[PROVIDED DATA]

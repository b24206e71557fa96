//! Secret provider trait definition.

use std::future::Future;
use std::pin::Pin;

use supportdesk_types::error::SecretError;
use supportdesk_types::secret::{SecretKey, SecretSource};

/// Read-only credential source (process environment, `.env` file).
///
/// `SecretService` chains several providers in priority order.
pub trait SecretProvider: Send + Sync {
    /// Which kind of source this provider reads.
    fn source(&self) -> SecretSource;

    /// Look up a credential. Returns `None` if this provider does not have it.
    fn get(
        &self,
        key: &SecretKey,
    ) -> impl Future<Output = Result<Option<String>, SecretError>> + Send;
}

/// Object-safe version of [`SecretProvider`] with a boxed future.
pub trait SecretProviderDyn: Send + Sync {
    fn source(&self) -> SecretSource;

    fn get_boxed<'a>(
        &'a self,
        key: &'a SecretKey,
    ) -> Pin<Box<dyn Future<Output = Result<Option<String>, SecretError>> + Send + 'a>>;
}

impl<T: SecretProvider> SecretProviderDyn for T {
    fn source(&self) -> SecretSource {
        SecretProvider::source(self)
    }

    fn get_boxed<'a>(
        &'a self,
        key: &'a SecretKey,
    ) -> Pin<Box<dyn Future<Output = Result<Option<String>, SecretError>> + Send + 'a>> {
        Box::pin(self.get(key))
    }
}

/// Type-erased secret provider for building heterogeneous chains.
pub type DynSecretProvider = Box<dyn SecretProviderDyn>;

[/PROVIDED DATA]

The listing is to be given again exactly, line for line.

repository b24206e71557fa96
//! Secret provider trait definition.

use std::future::Future;
use std::pin::Pin;

use supportdesk_types::error::SecretError;
use supportdesk_types::secret::{SecretKey, SecretSource};

/// Read-only credential source (process environment, `.env` file).
///
/// `SecretService` chains several providers in priority order.
pub trait SecretProvider: Send + Sync {
    /// Which kind of source this provider reads.
    fn source(&self) -> SecretSource;

    /// Look up a credential. Returns `None` if this provider does not have it.
    fn get(
        &self,
        key: &SecretKey,
    ) -> impl Future<Output = Result<Option<String>, SecretError>> + Send;
}

/// Object-safe version of [`SecretProvider`] with a boxed future.
pub trait SecretProviderDyn: Send + Sync {
    fn source(&self) -> SecretSource;

    fn get_boxed<'a>(
        &'a self,
        key: &'a SecretKey,
    ) -> Pin<Box<dyn Future<Output = Result<Option<String>, SecretError>> + Send + 'a>>;
}

impl<T: SecretProvider> SecretProviderDyn for T {
    fn source(&self) -> SecretSource {
        SecretProvider::source(self)
    }

    fn get_boxed<'a>(
        &'a self,
        key: &'a SecretKey,
    ) -> Pin<Box<dyn Future<Output = Result<Option<String>, SecretError>> + Send + 'a>> {
        Box::pin(self.get(key))
    }
}

/// Type-erased secret provider for building heterogeneous chains.
pub type DynSecretProvider = Box<dyn SecretProviderDyn>;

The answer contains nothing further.